> [Exercise description] Note each line in the data below that holds "Serialize", and copy it.

> [Supplied data]
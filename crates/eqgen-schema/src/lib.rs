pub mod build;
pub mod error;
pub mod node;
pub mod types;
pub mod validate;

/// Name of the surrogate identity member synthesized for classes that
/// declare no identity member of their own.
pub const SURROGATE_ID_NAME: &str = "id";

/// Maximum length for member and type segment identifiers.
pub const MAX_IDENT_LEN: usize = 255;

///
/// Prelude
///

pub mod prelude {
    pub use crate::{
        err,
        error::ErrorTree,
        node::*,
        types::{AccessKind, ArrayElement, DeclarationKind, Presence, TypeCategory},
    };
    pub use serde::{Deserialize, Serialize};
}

--

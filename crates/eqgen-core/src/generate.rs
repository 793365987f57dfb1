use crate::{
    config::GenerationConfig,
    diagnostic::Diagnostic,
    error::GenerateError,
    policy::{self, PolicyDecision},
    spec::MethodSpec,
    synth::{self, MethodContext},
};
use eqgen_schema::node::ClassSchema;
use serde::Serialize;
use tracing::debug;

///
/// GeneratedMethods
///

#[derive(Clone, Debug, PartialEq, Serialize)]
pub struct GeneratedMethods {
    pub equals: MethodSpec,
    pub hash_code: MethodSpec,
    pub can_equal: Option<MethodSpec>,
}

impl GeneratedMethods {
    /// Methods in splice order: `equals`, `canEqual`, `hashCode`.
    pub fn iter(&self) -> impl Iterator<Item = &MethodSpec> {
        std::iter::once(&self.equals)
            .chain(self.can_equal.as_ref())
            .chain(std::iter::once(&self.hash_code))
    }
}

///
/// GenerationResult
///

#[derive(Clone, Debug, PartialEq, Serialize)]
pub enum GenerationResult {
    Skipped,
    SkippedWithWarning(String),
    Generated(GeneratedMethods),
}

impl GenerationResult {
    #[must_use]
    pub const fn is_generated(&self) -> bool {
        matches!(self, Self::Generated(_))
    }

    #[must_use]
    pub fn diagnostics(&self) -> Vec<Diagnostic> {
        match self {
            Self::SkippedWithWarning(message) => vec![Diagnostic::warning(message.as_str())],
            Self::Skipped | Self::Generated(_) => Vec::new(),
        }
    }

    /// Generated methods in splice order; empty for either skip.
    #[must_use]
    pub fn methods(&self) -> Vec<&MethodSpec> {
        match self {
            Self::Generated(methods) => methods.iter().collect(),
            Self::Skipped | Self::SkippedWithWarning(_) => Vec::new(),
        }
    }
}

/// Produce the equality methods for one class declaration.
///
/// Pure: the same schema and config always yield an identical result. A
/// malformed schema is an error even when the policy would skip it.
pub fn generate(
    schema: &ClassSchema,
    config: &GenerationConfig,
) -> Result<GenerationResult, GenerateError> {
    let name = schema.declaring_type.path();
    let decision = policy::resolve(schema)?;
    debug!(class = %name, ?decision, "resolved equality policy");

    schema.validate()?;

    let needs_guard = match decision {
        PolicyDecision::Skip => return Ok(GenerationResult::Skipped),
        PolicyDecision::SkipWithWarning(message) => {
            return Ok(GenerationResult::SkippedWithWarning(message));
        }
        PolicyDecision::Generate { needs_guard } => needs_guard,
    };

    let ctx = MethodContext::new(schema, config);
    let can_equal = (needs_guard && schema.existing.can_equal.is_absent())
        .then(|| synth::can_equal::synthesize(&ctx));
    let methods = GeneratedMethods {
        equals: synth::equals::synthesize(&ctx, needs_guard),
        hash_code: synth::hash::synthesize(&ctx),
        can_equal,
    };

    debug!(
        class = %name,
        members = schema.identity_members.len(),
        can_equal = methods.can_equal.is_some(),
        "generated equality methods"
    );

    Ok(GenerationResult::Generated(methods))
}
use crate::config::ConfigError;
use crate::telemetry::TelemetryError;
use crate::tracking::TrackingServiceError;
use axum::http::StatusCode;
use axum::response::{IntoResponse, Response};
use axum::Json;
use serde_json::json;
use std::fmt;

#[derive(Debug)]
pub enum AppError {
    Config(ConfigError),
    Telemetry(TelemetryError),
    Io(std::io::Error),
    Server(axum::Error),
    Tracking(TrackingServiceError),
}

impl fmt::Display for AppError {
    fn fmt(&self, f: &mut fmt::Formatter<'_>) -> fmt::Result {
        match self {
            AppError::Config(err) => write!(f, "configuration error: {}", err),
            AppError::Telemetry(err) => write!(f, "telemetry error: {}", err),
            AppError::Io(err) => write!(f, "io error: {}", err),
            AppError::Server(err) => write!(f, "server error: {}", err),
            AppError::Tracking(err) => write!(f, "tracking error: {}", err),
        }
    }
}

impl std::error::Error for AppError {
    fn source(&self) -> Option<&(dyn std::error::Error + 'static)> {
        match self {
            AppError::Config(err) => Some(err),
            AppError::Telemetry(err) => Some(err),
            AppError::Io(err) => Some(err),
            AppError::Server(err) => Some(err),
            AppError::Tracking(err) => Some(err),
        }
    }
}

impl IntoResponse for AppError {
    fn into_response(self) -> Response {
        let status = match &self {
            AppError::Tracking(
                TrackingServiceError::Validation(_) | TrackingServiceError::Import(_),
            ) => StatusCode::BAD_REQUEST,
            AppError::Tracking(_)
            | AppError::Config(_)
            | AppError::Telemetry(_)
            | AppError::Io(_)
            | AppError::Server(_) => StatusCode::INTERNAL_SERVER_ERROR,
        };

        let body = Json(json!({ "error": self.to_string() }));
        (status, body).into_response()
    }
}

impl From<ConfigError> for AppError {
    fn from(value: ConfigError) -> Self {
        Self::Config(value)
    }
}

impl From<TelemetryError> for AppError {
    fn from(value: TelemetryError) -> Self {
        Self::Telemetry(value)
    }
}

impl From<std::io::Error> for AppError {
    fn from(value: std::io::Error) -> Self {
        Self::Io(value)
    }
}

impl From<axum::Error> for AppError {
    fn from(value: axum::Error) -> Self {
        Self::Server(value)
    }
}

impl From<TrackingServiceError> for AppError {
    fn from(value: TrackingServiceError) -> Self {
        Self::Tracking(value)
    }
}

> [Solution to this problem]
    pub use serde::{Deserialize, Serialize};
use serde::Serialize;
#[derive(Clone, Debug, PartialEq, Serialize)]
#[derive(Clone, Debug, PartialEq, Serialize)]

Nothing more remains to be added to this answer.